__Saved entries__:

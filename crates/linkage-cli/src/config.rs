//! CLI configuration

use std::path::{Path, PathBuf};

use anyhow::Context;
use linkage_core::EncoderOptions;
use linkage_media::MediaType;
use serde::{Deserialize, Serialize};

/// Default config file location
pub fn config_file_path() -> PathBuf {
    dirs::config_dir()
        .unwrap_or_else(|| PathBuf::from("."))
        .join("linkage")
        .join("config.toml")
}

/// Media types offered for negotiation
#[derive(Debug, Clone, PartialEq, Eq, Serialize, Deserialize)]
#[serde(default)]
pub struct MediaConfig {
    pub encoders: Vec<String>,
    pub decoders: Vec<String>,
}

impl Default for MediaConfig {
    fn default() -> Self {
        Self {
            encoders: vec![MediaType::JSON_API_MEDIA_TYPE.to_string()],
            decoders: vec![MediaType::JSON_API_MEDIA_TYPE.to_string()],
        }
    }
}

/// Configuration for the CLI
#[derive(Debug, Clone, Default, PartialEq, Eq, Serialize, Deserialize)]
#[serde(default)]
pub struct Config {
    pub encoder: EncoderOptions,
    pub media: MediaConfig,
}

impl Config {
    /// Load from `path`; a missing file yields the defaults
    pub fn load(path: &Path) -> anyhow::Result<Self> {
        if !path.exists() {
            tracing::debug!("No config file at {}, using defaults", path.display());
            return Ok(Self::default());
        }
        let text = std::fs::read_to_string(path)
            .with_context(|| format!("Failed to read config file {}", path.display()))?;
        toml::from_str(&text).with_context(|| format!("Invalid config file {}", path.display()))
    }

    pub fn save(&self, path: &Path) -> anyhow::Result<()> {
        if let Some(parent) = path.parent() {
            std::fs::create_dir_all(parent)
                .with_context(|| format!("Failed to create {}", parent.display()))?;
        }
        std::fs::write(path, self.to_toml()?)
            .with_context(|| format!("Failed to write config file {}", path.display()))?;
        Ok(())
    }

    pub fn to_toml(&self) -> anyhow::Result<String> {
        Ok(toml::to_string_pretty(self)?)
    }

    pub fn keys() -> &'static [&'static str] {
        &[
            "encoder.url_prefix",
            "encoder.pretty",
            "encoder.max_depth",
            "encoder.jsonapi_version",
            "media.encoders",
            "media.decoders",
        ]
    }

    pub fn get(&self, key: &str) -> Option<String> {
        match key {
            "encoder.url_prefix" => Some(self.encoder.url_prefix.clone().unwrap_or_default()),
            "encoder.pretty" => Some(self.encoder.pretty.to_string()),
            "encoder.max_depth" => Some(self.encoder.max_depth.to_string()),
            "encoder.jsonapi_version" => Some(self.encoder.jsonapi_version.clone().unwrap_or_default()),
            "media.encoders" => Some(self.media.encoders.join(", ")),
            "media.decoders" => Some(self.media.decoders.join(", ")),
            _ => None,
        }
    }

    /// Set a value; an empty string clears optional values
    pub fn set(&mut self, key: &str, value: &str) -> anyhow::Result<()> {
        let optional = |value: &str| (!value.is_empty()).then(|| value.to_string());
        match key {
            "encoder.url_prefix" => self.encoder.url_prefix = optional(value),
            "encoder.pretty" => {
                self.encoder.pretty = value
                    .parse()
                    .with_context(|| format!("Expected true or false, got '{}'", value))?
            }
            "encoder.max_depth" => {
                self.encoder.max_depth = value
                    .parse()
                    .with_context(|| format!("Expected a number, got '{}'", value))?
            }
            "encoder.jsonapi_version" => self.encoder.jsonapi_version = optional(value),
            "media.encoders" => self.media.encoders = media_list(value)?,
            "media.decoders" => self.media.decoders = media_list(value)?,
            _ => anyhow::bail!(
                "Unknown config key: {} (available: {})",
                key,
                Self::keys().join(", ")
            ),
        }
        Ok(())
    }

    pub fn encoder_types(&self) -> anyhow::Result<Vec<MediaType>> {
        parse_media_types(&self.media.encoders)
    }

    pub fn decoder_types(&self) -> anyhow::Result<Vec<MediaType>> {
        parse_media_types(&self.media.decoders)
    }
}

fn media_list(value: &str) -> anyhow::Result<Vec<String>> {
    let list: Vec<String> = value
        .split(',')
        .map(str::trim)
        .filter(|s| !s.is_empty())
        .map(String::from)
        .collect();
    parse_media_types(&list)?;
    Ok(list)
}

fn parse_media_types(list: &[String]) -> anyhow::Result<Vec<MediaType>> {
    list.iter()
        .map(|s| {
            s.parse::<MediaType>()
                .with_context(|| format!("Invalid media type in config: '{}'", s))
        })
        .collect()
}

---

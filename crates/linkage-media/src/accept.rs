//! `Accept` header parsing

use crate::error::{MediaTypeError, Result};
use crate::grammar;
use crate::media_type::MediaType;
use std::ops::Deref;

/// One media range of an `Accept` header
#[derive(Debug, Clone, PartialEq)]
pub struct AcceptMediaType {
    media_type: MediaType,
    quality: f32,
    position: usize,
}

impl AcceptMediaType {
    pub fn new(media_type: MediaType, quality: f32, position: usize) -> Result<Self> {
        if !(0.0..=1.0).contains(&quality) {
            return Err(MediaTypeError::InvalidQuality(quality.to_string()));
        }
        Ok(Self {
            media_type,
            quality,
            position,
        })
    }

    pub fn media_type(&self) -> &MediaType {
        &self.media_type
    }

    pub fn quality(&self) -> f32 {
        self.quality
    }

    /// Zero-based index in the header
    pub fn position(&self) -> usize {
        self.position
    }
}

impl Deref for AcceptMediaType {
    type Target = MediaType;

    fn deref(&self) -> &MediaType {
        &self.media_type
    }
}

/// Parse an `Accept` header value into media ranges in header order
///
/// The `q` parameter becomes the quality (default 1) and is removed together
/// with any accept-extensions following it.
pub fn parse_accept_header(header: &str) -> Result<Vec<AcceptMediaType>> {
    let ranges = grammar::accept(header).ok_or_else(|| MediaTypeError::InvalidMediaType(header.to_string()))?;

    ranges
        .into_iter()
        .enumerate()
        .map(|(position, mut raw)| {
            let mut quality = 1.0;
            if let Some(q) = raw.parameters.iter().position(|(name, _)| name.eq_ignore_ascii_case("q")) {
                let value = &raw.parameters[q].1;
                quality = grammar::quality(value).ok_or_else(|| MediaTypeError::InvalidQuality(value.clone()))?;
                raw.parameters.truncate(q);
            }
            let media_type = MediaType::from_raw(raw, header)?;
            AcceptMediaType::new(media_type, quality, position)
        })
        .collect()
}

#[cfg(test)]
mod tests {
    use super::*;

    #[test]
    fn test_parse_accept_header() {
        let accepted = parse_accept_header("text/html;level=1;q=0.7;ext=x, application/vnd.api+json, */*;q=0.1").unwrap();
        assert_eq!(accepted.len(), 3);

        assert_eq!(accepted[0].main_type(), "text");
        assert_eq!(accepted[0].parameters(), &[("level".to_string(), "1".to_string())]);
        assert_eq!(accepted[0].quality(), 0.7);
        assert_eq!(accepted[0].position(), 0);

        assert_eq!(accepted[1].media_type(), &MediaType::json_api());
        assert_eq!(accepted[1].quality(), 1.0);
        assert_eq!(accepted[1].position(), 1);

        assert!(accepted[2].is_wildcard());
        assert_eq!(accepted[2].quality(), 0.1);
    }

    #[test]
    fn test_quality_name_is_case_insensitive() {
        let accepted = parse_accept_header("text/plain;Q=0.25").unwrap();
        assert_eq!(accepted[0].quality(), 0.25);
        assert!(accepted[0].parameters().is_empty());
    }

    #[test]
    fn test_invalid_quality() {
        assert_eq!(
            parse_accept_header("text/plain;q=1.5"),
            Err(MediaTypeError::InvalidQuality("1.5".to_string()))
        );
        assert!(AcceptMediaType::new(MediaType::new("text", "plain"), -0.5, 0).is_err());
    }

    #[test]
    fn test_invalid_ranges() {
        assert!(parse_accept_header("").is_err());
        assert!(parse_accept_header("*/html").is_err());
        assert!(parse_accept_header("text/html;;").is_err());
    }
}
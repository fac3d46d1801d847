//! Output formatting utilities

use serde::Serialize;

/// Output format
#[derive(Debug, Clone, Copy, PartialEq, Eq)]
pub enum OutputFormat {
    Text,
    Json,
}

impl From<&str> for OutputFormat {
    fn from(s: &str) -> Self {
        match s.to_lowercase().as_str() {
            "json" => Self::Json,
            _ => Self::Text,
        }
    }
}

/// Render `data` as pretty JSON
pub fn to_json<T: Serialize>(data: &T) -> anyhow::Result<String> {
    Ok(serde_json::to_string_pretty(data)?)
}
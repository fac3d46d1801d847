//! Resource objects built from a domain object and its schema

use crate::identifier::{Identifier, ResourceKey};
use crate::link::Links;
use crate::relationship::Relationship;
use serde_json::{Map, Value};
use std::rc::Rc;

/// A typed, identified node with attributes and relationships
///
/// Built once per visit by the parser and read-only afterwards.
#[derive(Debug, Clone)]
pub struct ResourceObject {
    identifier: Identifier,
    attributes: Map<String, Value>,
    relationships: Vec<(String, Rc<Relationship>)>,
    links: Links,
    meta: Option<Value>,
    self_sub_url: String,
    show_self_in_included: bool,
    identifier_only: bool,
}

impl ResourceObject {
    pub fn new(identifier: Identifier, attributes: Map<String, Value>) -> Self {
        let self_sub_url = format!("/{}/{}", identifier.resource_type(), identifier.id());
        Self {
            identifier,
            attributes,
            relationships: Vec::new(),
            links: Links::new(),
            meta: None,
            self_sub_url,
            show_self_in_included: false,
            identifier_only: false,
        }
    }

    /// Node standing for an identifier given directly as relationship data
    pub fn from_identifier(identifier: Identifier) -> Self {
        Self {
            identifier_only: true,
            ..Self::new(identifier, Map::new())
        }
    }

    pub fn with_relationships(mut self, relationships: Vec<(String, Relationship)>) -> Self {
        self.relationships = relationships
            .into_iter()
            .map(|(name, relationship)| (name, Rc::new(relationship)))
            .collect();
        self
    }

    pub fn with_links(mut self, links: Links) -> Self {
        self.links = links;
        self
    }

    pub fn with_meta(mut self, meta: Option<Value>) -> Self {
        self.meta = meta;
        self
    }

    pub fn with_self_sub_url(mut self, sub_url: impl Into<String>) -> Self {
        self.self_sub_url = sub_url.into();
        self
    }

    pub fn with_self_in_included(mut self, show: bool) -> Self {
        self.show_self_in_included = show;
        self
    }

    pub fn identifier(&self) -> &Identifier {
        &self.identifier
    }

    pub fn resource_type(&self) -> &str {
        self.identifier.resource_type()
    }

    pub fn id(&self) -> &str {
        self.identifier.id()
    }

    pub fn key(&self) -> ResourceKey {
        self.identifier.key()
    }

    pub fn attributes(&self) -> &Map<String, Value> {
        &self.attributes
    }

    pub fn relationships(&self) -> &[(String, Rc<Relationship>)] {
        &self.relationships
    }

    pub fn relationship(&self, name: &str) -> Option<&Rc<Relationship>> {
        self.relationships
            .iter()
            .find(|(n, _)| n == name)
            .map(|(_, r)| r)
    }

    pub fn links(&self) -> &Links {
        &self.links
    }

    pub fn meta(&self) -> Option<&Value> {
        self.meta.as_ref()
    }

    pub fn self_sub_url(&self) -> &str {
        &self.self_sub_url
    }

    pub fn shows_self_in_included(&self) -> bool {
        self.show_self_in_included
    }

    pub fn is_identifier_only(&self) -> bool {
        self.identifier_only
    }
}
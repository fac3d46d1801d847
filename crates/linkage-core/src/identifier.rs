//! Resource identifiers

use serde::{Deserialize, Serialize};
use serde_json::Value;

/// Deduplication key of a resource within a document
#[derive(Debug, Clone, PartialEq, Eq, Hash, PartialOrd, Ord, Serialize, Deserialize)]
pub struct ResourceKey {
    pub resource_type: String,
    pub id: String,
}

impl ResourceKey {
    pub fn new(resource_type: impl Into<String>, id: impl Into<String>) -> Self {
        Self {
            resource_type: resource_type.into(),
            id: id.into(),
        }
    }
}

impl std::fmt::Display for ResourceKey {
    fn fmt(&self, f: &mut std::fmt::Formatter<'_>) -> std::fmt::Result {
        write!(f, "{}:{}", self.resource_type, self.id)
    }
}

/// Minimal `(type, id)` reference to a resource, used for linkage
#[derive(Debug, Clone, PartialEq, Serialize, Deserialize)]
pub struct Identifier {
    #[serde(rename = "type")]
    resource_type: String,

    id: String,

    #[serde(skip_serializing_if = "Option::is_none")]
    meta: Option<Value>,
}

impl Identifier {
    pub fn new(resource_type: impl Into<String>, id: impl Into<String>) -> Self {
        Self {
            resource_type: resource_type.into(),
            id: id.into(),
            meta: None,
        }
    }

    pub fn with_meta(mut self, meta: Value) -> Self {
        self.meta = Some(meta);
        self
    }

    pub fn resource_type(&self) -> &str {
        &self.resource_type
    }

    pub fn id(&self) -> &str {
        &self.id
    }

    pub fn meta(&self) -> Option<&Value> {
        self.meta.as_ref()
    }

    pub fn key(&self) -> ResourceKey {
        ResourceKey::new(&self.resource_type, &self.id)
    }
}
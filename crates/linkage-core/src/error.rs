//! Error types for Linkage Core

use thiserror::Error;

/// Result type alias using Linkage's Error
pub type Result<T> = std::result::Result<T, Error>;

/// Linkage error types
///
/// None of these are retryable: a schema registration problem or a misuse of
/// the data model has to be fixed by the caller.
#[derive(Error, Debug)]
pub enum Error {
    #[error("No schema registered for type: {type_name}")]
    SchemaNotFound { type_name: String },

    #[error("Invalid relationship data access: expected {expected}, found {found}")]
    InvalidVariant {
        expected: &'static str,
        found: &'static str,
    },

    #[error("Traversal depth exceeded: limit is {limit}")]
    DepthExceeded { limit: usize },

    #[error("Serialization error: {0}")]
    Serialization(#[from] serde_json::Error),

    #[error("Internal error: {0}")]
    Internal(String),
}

__What is being asked__:
Whenever a line above has the word "join" in it, copy that line.

__Result for this task__:
        .join("linkage")
        .join("config.toml")
            "media.encoders" => Some(self.media.encoders.join(", ")),
            "media.decoders" => Some(self.media.decoders.join(", ")),
                Self::keys().join(", ")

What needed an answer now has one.